Our first English Shepherd didn’t come to us as an English Shepherd. Goblin was a rescue from Canmore, Alberta, who joined our family as a Border Collie — only it was very evident from the beginning that he was nothing of the sort. Some sleuthing, and careful study, lead us to the conclusion that he was in fact a very big, not-too-bright English Shepherd, and a fantastic dog, and thus began our love affair with the breed.
As Goblin got older, we started to talk about what we wanted in another dog. At this point, we weren’t considering breeding, but we found Tiki from Aldergrove, British Columbia. Tiki came to live with us in December of 2012, and our breeder asked us to keep him intact, with the intention of breeding him down the road. For a variety of reasons, the stud plan never came to fruition, but Tiki’s personality — his calmness, his desire to please, his intuitiveness — were traits we thought were admirable and worth preserving… so we embarked on a search for a suitable breeding partner.
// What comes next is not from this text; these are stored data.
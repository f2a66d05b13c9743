use serde::{Deserialize, Serialize};
use std::path::{Path, PathBuf};
use thiserror::Error;
use wikimark_handler::{HandlerOptions, reference::DEFAULT_EXTERNAL_SCHEMES};

#[derive(Debug, Error)]
pub enum ConfigError {
    #[error("Failed to read config file at {config_path}: {source}")]
    ConfigReadError {
        config_path: PathBuf,
        source: std::io::Error,
    },

    #[error("Failed to parse config file at {config_path}: {source}")]
    ConfigParseError {
        config_path: PathBuf,
        source: toml::de::Error,
    },
}

/// Settings file, `~/.config/wikimark/config.toml` by default.
///
/// ```toml
/// [handler]
/// rewrite_blocks = true
///
/// [media]
/// external_schemes = ["http", "https", "ftp"]
/// ```
///
/// Every key is optional.
#[derive(Debug, Clone, Default, PartialEq, Eq, Serialize, Deserialize)]
#[serde(default)]
pub struct Config {
    pub handler: HandlerSection,
    pub media: MediaSection,
}

#[derive(Debug, Clone, PartialEq, Eq, Serialize, Deserialize)]
#[serde(default)]
pub struct HandlerSection {
    /// Restructure tables, lists and other blocks. Off shows the raw calls.
    pub rewrite_blocks: bool,
}

impl Default for HandlerSection {
    fn default() -> Self {
        Self {
            rewrite_blocks: true,
        }
    }
}

#[derive(Debug, Clone, PartialEq, Eq, Serialize, Deserialize)]
#[serde(default)]
pub struct MediaSection {
    /// URL schemes whose media is external.
    pub external_schemes: Vec<String>,
}

impl Default for MediaSection {
    fn default() -> Self {
        Self {
            external_schemes: DEFAULT_EXTERNAL_SCHEMES.map(String::from).to_vec(),
        }
    }
}

impl Config {
    pub fn load_from_path<P: AsRef<Path>>(config_path: P) -> Result<Option<Self>, ConfigError> {
        let config_path = config_path.as_ref();
        if !config_path.exists() {
            return Ok(None);
        }

        let content = std::fs::read_to_string(config_path).map_err(|source| {
            ConfigError::ConfigReadError {
                config_path: config_path.to_path_buf(),
                source,
            }
        })?;

        let config: Config =
            toml::from_str(&content).map_err(|source| ConfigError::ConfigParseError {
                config_path: config_path.to_path_buf(),
                source,
            })?;

        Ok(Some(config))
    }

    pub fn load() -> Result<Option<Self>, ConfigError> {
        let config_path = Self::config_path();
        Self::load_from_path(&config_path)
    }

    pub fn save_to_path<P: AsRef<Path>>(&self, config_path: P) -> anyhow::Result<()> {
        let config_path = config_path.as_ref();
        if let Some(parent) = config_path.parent() {
            std::fs::create_dir_all(parent)?;
        }
        let content = toml::to_string_pretty(self)?;
        std::fs::write(config_path, content)?;
        Ok(())
    }

    pub fn config_path() -> PathBuf {
        let config_dir = shellexpand::tilde("~/.config/wikimark");
        PathBuf::from(config_dir.as_ref()).join("config.toml")
    }

    pub fn handler_options(&self) -> HandlerOptions {
        HandlerOptions {
            rewrite_blocks: self.handler.rewrite_blocks,
            external_schemes: self.media.external_schemes.clone(),
        }
    }
}

#[cfg(test)]
mod tests {
    use super::*;
    use pretty_assertions::assert_eq;
    use tempfile::TempDir;

    #[test]
    fn test_config_path() {
        let config_path = Config::config_path();
        let path_str = config_path.to_string_lossy();

        assert!(!path_str.starts_with('~'));
        assert!(path_str.ends_with(".config/wikimark/config.toml"));
    }

    #[test]
    fn test_empty_file_gives_defaults() {
        let config: Config = toml::from_str("").unwrap();

        assert_eq!(config, Config::default());
        assert!(config.handler.rewrite_blocks);
        assert_eq!(config.media.external_schemes, vec!["http", "https", "ftp"]);
    }

    #[test]
    fn test_partial_section_keeps_other_defaults() {
        let config: Config = toml::from_str(
            r#"
[media]
external_schemes = ["gopher"]
"#,
        )
        .unwrap();

        assert!(config.handler.rewrite_blocks);
        assert_eq!(config.media.external_schemes, vec!["gopher"]);
    }

    #[test]
    fn test_handler_options_follow_config() {
        let config: Config = toml::from_str(
            r#"
[handler]
rewrite_blocks = false
"#,
        )
        .unwrap();

        let options = config.handler_options();

        assert!(!options.rewrite_blocks);
        assert_eq!(options.external_schemes, HandlerOptions::default().external_schemes);
    }

    #[test]
    fn test_load_config_file_not_found() {
        let temp_dir = TempDir::new().unwrap();
        let non_existent_config = temp_dir.path().join("nonexistent.toml");

        let result = Config::load_from_path(&non_existent_config).unwrap();

        assert!(result.is_none());
    }

    #[test]
    fn test_load_invalid_config_reports_path() {
        let temp_dir = TempDir::new().unwrap();
        let config_file = temp_dir.path().join("config.toml");
        std::fs::write(&config_file, "[handler]\nrewrite_blocks = \"yes\"\n").unwrap();

        let err = Config::load_from_path(&config_file).unwrap_err();

        assert!(matches!(err, ConfigError::ConfigParseError { .. }));
        assert!(err.to_string().contains("config.toml"));
    }

    #[test]
    fn test_save_and_load_config() {
        let temp_dir = TempDir::new().unwrap();
        let config_file = temp_dir.path().join("nested/dir/config.toml");
        let test_config = Config {
            handler: HandlerSection {
                rewrite_blocks: false,
            },
            media: MediaSection {
                external_schemes: vec!["https".into()],
            },
        };

        test_config.save_to_path(&config_file).unwrap();
        let loaded_config = Config::load_from_path(&config_file).unwrap().unwrap();

        assert_eq!(loaded_config, test_config);
    }
}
Tiki brings a long family history of agility and flyball competitiveness; his siblings have done exceptionally well at dog sports, and as a highly biddable, devoted dog, the amount of agility work he has done has gone very well. But Tiki also comes from a line of urban and suburban dogs, dogs who ride around in the back of cars and sleep on soft beds at night. In looking for a breeding partner, we wanted to find a dog that could compliment his temperament and his abilities, and so we went looking for a more “country” kind of girl.
Rosie joined our family from Fort Collins, Colorado. She is very clearly the alpha among the dogs: determined, clever, deeply committed to her people. While Tiki is basically an “urban” dog, and comes from urban dog stock, Rosie is very much a farm dog in the big city — she loves to try herding the dogs at the park, tries hard to be in charge of the people in her life, and (like most English Shepherds) wants to enforce the unwritten rules of the homestead. You can take the girl out of the country, but the country stays in the girl.
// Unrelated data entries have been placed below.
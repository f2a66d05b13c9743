// Test helpers shared by the integration tests. Not every test file uses
// every helper.
#![allow(dead_code)]

use wikimark_handler::{LexEvent, LexerState};

/// Scans table markup into the events a table lexer mode would report.
///
/// `markup` starts at the newline before the first row and ends with the
/// newline after the last row: `"\n^ a ^\n| b |\n"`. Positions start at
/// `offset`.
pub fn table_events(markup: &str, offset: usize) -> Vec<LexEvent> {
    let bytes = markup.as_bytes();
    let mut events = Vec::new();
    let event = |text: &str, state, pos: usize| LexEvent::new("table", text, state, offset + pos);

    events.push(event(&markup[..2], LexerState::Enter, 0));
    let mut i = 2;
    while i < bytes.len() {
        let rest = &markup[i..];
        let len = if rest.starts_with("\n|") || rest.starts_with("\n^") {
            events.push(event(&rest[..2], LexerState::Matched, i));
            2
        } else if rest.starts_with('\n') {
            events.push(event("\n", LexerState::Exit, i));
            break;
        } else if rest.starts_with('|') || rest.starts_with('^') {
            events.push(event(&rest[..1], LexerState::Matched, i));
            1
        } else if rest.starts_with([' ', '\t', ':']) {
            // Padding around a `:::` belongs to the row span marker
            let lead = blank_run(rest);
            let run = if rest[lead..].starts_with(":::") {
                lead + 3 + blank_run(&rest[lead + 3..])
            } else {
                lead
            };
            if run == 0 {
                events.push(event(":", LexerState::Unmatched, i));
                1
            } else {
                events.push(event(&rest[..run], LexerState::Matched, i));
                run
            }
        } else {
            let run = rest
                .char_indices()
                .skip(1)
                .find(|&(_, c)| matches!(c, '\n' | '|' | '^' | ' ' | '\t' | ':'))
                .map_or(rest.len(), |(n, _)| n);
            events.push(event(&rest[..run], LexerState::Unmatched, i));
            run
        };
        i += len;
    }
    events
}

fn blank_run(text: &str) -> usize {
    text.len() - text.trim_start_matches([' ', '\t']).len()
}

/// An event for any mode.
pub fn ev(mode: &str, text: &str, state: LexerState, pos: usize) -> LexEvent {
    LexEvent::new(mode, text, state, pos)
}
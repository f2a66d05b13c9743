//! Table mode. Emits the raw delimiter stream that
//! [`TableWriter`](crate::writer::TableWriter) restructures on EXIT.

use crate::{
    call::CallName,
    diagnostics::DiagnosticKind,
    error::HandlerError,
    event::LexerState,
    writer::{FrameKind, TableWriter},
};

use super::{Handler, Mode};

impl Handler {
    pub(super) fn table(
        &mut self,
        text: &str,
        state: LexerState,
        pos: usize,
    ) -> Result<bool, HandlerError> {
        match state {
            LexerState::Enter => {
                self.writer.push(Box::new(TableWriter::new()));
                self.emit(CallName::TableStart, vec![(pos + 1).into()], pos);
                let cell = if text.trim() == "^" {
                    CallName::Tableheader
                } else {
                    CallName::Tablecell
                };
                self.emit(cell, Vec::new(), pos);
                Ok(true)
            }
            LexerState::Exit => {
                self.writer.expect_active(FrameKind::Table, pos)?;
                self.emit(CallName::TableEnd, vec![pos.into()], pos);
                self.writer
                    .pop_and_flush(FrameKind::Table, pos, &mut self.diagnostics)?;
                Ok(true)
            }
            LexerState::Unmatched => {
                self.writer.expect_active(FrameKind::Table, pos)?;
                if text.trim().is_empty() {
                    self.diagnostics
                        .push(pos, DiagnosticKind::DroppedWhitespace { mode: Mode::Table });
                    return Ok(true);
                }
                self.emit(CallName::Cdata, vec![text.into()], pos);
                Ok(true)
            }
            LexerState::Matched | LexerState::Special => {
                self.writer.expect_active(FrameKind::Table, pos)?;
                self.table_delimiter(text, pos)
            }
        }
    }

    /// The first rule that matches wins.
    fn table_delimiter(&mut self, text: &str, pos: usize) -> Result<bool, HandlerError> {
        if text == " " {
            self.emit(CallName::Cdata, vec![text.into()], pos);
        } else if text.contains(":::") {
            self.emit(CallName::Rowspan, vec![text.into()], pos);
        } else if text.contains('\t') || text.contains("  ") {
            self.emit(CallName::TableAlign, vec![text.into()], pos);
        } else if text == "\n|" {
            self.emit(CallName::TableRow, Vec::new(), pos);
            self.emit(CallName::Tablecell, Vec::new(), pos);
        } else if text == "\n^" {
            self.emit(CallName::TableRow, Vec::new(), pos);
            self.emit(CallName::Tableheader, Vec::new(), pos);
        } else if text == "|" {
            self.emit(CallName::Tablecell, Vec::new(), pos);
        } else if text == "^" {
            self.emit(CallName::Tableheader, Vec::new(), pos);
        } else {
            self.diagnostics.push(
                pos,
                DiagnosticKind::IgnoredDelimiter {
                    mode: Mode::Table,
                    text: text.to_string(),
                },
            );
        }
        Ok(true)
    }
}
Together, she and Tiki make a formidable pair — and we believe they’re going to make fabulous puppies. If they don’t make fantastic farm and agility dogs, they will, if nothing else, make deeply loving companions and family members. They’re great with kids (they both love our 4 year-old), are awesome in the city, great on the trails and in the woods, desperately want to please, and are the lights of our canine lives.